Petrus did not, and so Martinus explained.

Patricius, or Patrick, was only a few years older, he told Petrus. His family were like the Porteus family – modest landowners of the decurion class, whose estate was in the west of Britannia. When Patricius was sixteen, Irish pirates had raided the coast where he lived; they had caught him and carried him across the western sea to Ireland, where he had been sold as a slave.

“He was used as a shepherd,” Martinus said. “Cut off from everyone he loved. But he never lost his faith in God.”

“Were his family Christian?” Petrus asked.

To his surprise, Martinus chuckled.

“Both his father and grandfather took Christian orders, but I wouldn’t be surprised if it was to escape taxes – don’t you think?”

For under the late empire it had been possible for decurions to obtain exemption from the financial burdens of holding local offices by taking priestly orders, and many local landowners had entered the priesthood for this reason. Petrus smiled: his companion’s frankness was engaging.

But the story of Patricius’s religious calling was another matter, and Martinus told him the story of how he used to go alone into the woods every day to pray; and how one day, after six years, he had a vision which told him where he would find a ship, several days’ journey away and in a strange port he did not know, and how he found the ship which then took him home to his family.

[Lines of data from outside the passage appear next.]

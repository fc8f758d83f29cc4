// SPDX-FileCopyrightText: 2026 Mensajero Contributors
// SPDX-License-Identifier: MIT OR Apache-2.0

//! HTTP request handlers for the JSON API.

use axum::{
    Json,
    body::Bytes,
    extract::{Path, Query, State},
    http::{StatusCode, header},
    response::{IntoResponse, Response},
};
use mensajero_core::types::{Customer, OutcomeKind, Pickup, Reception, ShipmentStatus, Zone};
use mensajero_core::{HealthStatus, MensajeroError};
use mensajero_sheets::{ExportFormat, ImportFormat};
use mensajero_tracking::{
    BatchDispatchReport, CourierView, ImportReport, ReportKind, ReportQuery, Settlement,
    parse_tracking_numbers,
};
use serde::{Deserialize, Serialize};

use crate::error::ApiError;
use crate::server::GatewayState;

type ApiResult<T> = Result<T, ApiError>;

fn parse_param<T: std::str::FromStr>(name: &str, value: &str) -> Result<T, ApiError> {
    value
        .trim()
        .parse()
        .map_err(|_| MensajeroError::InvalidInput(format!("unsupported {name} `{value}`")).into())
}

/// Response body for GET /health.
#[derive(Debug, Serialize)]
pub struct HealthResponse {
    pub status: String,
    pub service: String,
    pub version: String,
    #[serde(skip_serializing_if = "Option::is_none")]
    pub detail: Option<String>,
}

/// GET /health
pub async fn get_health(State(state): State<GatewayState>) -> Response {
    let (code, status, detail) = match state.logistics.health().await {
        HealthStatus::Healthy => (StatusCode::OK, "ok", None),
        HealthStatus::Degraded(d) => (StatusCode::OK, "degraded", Some(d)),
        HealthStatus::Unhealthy(d) => (StatusCode::SERVICE_UNAVAILABLE, "unhealthy", Some(d)),
    };
    (
        code,
        Json(HealthResponse {
            status: status.to_string(),
            service: state.service_name.clone(),
            version: env!("CARGO_PKG_VERSION").to_string(),
            detail,
        }),
    )
        .into_response()
}

// --- Reference data ---

#[derive(Debug, Deserialize)]
pub struct ZoneRequest {
    pub name: String,
    pub tariff: f64,
}

/// GET /v1/zones
pub async fn list_zones(State(state): State<GatewayState>) -> Json<Vec<Zone>> {
    Json(state.logistics.list_zones())
}

/// POST /v1/zones
pub async fn create_zone(
    State(state): State<GatewayState>,
    Json(body): Json<ZoneRequest>,
) -> ApiResult<(StatusCode, Json<Zone>)> {
    let zone = state.logistics.register_zone(&body.name, body.tariff).await?;
    Ok((StatusCode::CREATED, Json(zone)))
}

#[derive(Debug, Deserialize)]
pub struct CourierRequest {
    pub name: String,
    pub zone: String,
}

/// GET /v1/couriers
pub async fn list_couriers(State(state): State<GatewayState>) -> Json<Vec<CourierView>> {
    Json(state.logistics.list_couriers())
}

/// POST /v1/couriers
pub async fn create_courier(
    State(state): State<GatewayState>,
    Json(body): Json<CourierRequest>,
) -> ApiResult<(StatusCode, Json<CourierView>)> {
    let courier = state
        .logistics
        .register_courier(&body.name, &body.zone)
        .await?;
    Ok((StatusCode::CREATED, Json(courier)))
}

#[derive(Debug, Deserialize)]
pub struct CustomerRequest {
    pub name: String,
}

/// GET /v1/customers
pub async fn list_customers(State(state): State<GatewayState>) -> ApiResult<Json<Vec<Customer>>> {
    Ok(Json(state.logistics.list_customers().await?))
}

/// POST /v1/customers
pub async fn create_customer(
    State(state): State<GatewayState>,
    Json(body): Json<CustomerRequest>,
) -> ApiResult<(StatusCode, Json<Customer>)> {
    let customer = state.logistics.register_customer(&body.name).await?;
    Ok((StatusCode::CREATED, Json(customer)))
}

// --- Shipments ---

#[derive(Debug, Default, Deserialize)]
pub struct ImportParams {
    pub format: Option<String>,
}

/// POST /v1/shipments/import
///
/// The body is the raw sheet; `format` overrides sniffing.
pub async fn import_shipments(
    State(state): State<GatewayState>,
    Query(params): Query<ImportParams>,
    body: Bytes,
) -> ApiResult<Json<ImportReport>> {
    let format = params
        .format
        .as_deref()
        .map(|f| parse_param::<ImportFormat>("format", f))
        .transpose()?;
    let report = state.logistics.import_shipments(&body, format).await?;
    Ok(Json(report))
}

/// GET /v1/shipments/{tracking_number}
pub async fn get_shipment(
    State(state): State<GatewayState>,
    Path(tracking_number): Path<String>,
) -> ApiResult<Json<ShipmentStatus>> {
    Ok(Json(state.logistics.status(&tracking_number).await?))
}

/// Tracking numbers as a JSON list or as comma-separated text.
#[derive(Debug, Deserialize)]
#[serde(untagged)]
pub enum TrackingNumbers {
    List(Vec<String>),
    Text(String),
}

impl TrackingNumbers {
    fn into_vec(self) -> Vec<String> {
        match self {
            TrackingNumbers::List(list) => list,
            TrackingNumbers::Text(text) => parse_tracking_numbers(&text),
        }
    }
}

#[derive(Debug, Deserialize)]
pub struct DispatchRequest {
    pub courier: String,
    pub tracking_numbers: TrackingNumbers,
}

/// POST /v1/dispatches
///
/// Per-number failures are reported in the body; the request itself only
/// fails when the courier is unknown.
pub async fn create_dispatches(
    State(state): State<GatewayState>,
    Json(body): Json<DispatchRequest>,
) -> ApiResult<Json<BatchDispatchReport>> {
    let numbers = body.tracking_numbers.into_vec();
    if numbers.is_empty() {
        return Err(MensajeroError::InvalidInput("no tracking numbers given".into()).into());
    }
    Ok(Json(state.logistics.dispatch(&numbers, &body.courier).await?))
}

#[derive(Debug, Deserialize)]
pub struct ReceptionRequest {
    pub tracking_number: String,
    pub outcome: String,
    #[serde(default)]
    pub reason: String,
}

/// POST /v1/receptions
pub async fn create_reception(
    State(state): State<GatewayState>,
    Json(body): Json<ReceptionRequest>,
) -> ApiResult<(StatusCode, Json<Reception>)> {
    let outcome: OutcomeKind = parse_param("outcome", &body.outcome)?;
    let reception = state
        .logistics
        .receive(&body.tracking_number, outcome, &body.reason)
        .await?;
    Ok((StatusCode::CREATED, Json(reception)))
}

// --- Pickups ---

#[derive(Debug, Deserialize)]
pub struct PickupRequest {
    pub tracking_number: String,
    #[serde(default)]
    pub date: Option<String>,
    #[serde(default)]
    pub notes: String,
    #[serde(default)]
    pub customer: Option<String>,
}

/// GET /v1/pickups
pub async fn list_pickups(State(state): State<GatewayState>) -> ApiResult<Json<Vec<Pickup>>> {
    Ok(Json(state.logistics.list_pickups().await?))
}

/// POST /v1/pickups
pub async fn create_pickup(
    State(state): State<GatewayState>,
    Json(body): Json<PickupRequest>,
) -> ApiResult<(StatusCode, Json<Pickup>)> {
    let pickup = state
        .logistics
        .record_pickup(
            &body.tracking_number,
            body.date.as_deref(),
            &body.notes,
            body.customer.as_deref(),
        )
        .await?;
    Ok((StatusCode::CREATED, Json(pickup)))
}

// --- Settlement and exports ---

#[derive(Debug, Deserialize)]
pub struct SettlementParams {
    pub courier: String,
    pub from: String,
    pub to: String,
}

/// GET /v1/settlements
pub async fn get_settlement(
    State(state): State<GatewayState>,
    Query(params): Query<SettlementParams>,
) -> ApiResult<Json<Settlement>> {
    let settlement = state
        .logistics
        .settle(&params.courier, &params.from, &params.to)
        .await?;
    Ok(Json(settlement))
}

#[derive(Debug, Default, Deserialize)]
pub struct ExportParams {
    pub format: Option<String>,
    pub courier: Option<String>,
    pub from: Option<String>,
    pub to: Option<String>,
}

/// GET /v1/exports/{report}
pub async fn get_export(
    State(state): State<GatewayState>,
    Path(report): Path<String>,
    Query(params): Query<ExportParams>,
) -> ApiResult<Response> {
    let kind: ReportKind = parse_param("report", &report)?;
    let format = match params.format.as_deref() {
        Some(f) => parse_param::<ExportFormat>("format", f)?,
        None => ExportFormat::default(),
    };
    let query = ReportQuery {
        courier: params.courier,
        date_from: params.from,
        date_to: params.to,
    };
    let file = state.logistics.export(kind, &query, format).await?;
    Ok((
        [
            (header::CONTENT_TYPE, file.format.content_type().to_string()),
            (
                header::CONTENT_DISPOSITION,
                format!("attachment; filename=\"{}\"", file.file_name),
            ),
        ],
        file.bytes,
    )
        .into_response())
}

“But that was only the start of his real life,” Martinus explained. “From then on, you see, he knew that he had been chosen by God. He left his family home, went to study in Gaul, and became a monk. And then he had another vision which told him that the heathen Irish who had made him a slave should be converted to Christianity. At first the Church authorities said he couldn’t go – even that he was unworthy,” here Martinus’s face puckered into momentary anger and disgust. “But he persisted and now he has been sent there. I’m going to join him tomorrow.”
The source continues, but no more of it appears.